[Prompt] All of the records must be repeated exactly.

══════════

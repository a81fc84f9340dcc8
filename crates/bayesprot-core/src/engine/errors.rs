//! Error types for protein inference.

use thiserror::Error;

/// Errors that can occur while configuring, compiling, or running inference.
///
/// This enum is marked `#[non_exhaustive]` to allow adding new error variants
/// in the future without breaking changes.
///
/// Configuration errors are fatal for a run and surface before any inference
/// work begins. Structural and numerical errors are scoped to a single
/// connected component: the orchestration layer logs them and moves on.
#[non_exhaustive]
#[derive(Debug, Error)]
pub enum InferenceError {
    /// Invalid option value or unsupported option (e.g. out-of-range hyperparameter).
    #[error("configuration error: {0}")]
    Configuration(String),

    /// Malformed evidence or factor structure (e.g. a PSM with no upstream evidence).
    #[error("structural error: {0}")]
    Structural(String),

    /// Numerical failure (NaN/Inf, zero probability mass, contradictory evidence).
    #[error("numerical error: {0}")]
    Numerical(String),

    /// Internal invariant violation (programmer error, not user error).
    #[error("internal error: {0}")]
    Internal(String),
}

impl InferenceError {
    /// Whether the error only invalidates one connected component.
    pub fn is_component_scoped(&self) -> bool {
        matches!(
            self,
            InferenceError::Structural(_) | InferenceError::Numerical(_)
        )
    }
}

#[cfg(test)]
mod tests {
    use super::*;

    #[test]
    fn component_scope_classification() {
        assert!(InferenceError::Structural("x".into()).is_component_scoped());
        assert!(InferenceError::Numerical("x".into()).is_component_scoped());
        assert!(!InferenceError::Configuration("x".into()).is_component_scoped());
        assert!(!InferenceError::Internal("x".into()).is_component_scoped());
    }

    #[test]
    fn display_carries_category_prefix() {
        let err = InferenceError::Configuration("dampening_lambda must be in [0, 1]".into());
        assert_eq!(
            err.to_string(),
            "configuration error: dampening_lambda must be in [0, 1]"
        );
    }
}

══════════

[Solution to this problem]
repository a81fc84f9340dcc8
filename crates/bayesprot-core/src/engine/errors.rs
//! Error types for protein inference.

use thiserror::Error;

/// Errors that can occur while configuring, compiling, or running inference.
///
/// This enum is marked `#[non_exhaustive]` to allow adding new error variants
/// in the future without breaking changes.
///
/// Configuration errors are fatal for a run and surface before any inference
/// work begins. Structural and numerical errors are scoped to a single
/// connected component: the orchestration layer logs them and moves on.
#[non_exhaustive]
#[derive(Debug, Error)]
pub enum InferenceError {
    /// Invalid option value or unsupported option (e.g. out-of-range hyperparameter).
    #[error("configuration error: {0}")]
    Configuration(String),

    /// Malformed evidence or factor structure (e.g. a PSM with no upstream evidence).
    #[error("structural error: {0}")]
    Structural(String),

    /// Numerical failure (NaN/Inf, zero probability mass, contradictory evidence).
    #[error("numerical error: {0}")]
    Numerical(String),

    /// Internal invariant violation (programmer error, not user error).
    #[error("internal error: {0}")]
    Internal(String),
}

impl InferenceError {
    /// Whether the error only invalidates one connected component.
    pub fn is_component_scoped(&self) -> bool {
        matches!(
            self,
            InferenceError::Structural(_) | InferenceError::Numerical(_)
        )
    }
}

#[cfg(test)]
mod tests {
    use super::*;

    #[test]
    fn component_scope_classification() {
        assert!(InferenceError::Structural("x".into()).is_component_scoped());
        assert!(InferenceError::Numerical("x".into()).is_component_scoped());
        assert!(!InferenceError::Configuration("x".into()).is_component_scoped());
        assert!(!InferenceError::Internal("x".into()).is_component_scoped());
    }

    #[test]
    fn display_carries_category_prefix() {
        let err = InferenceError::Configuration("dampening_lambda must be in [0, 1]".into());
        assert_eq!(
            err.to_string(),
            "configuration error: dampening_lambda must be in [0, 1]"
        );
    }
}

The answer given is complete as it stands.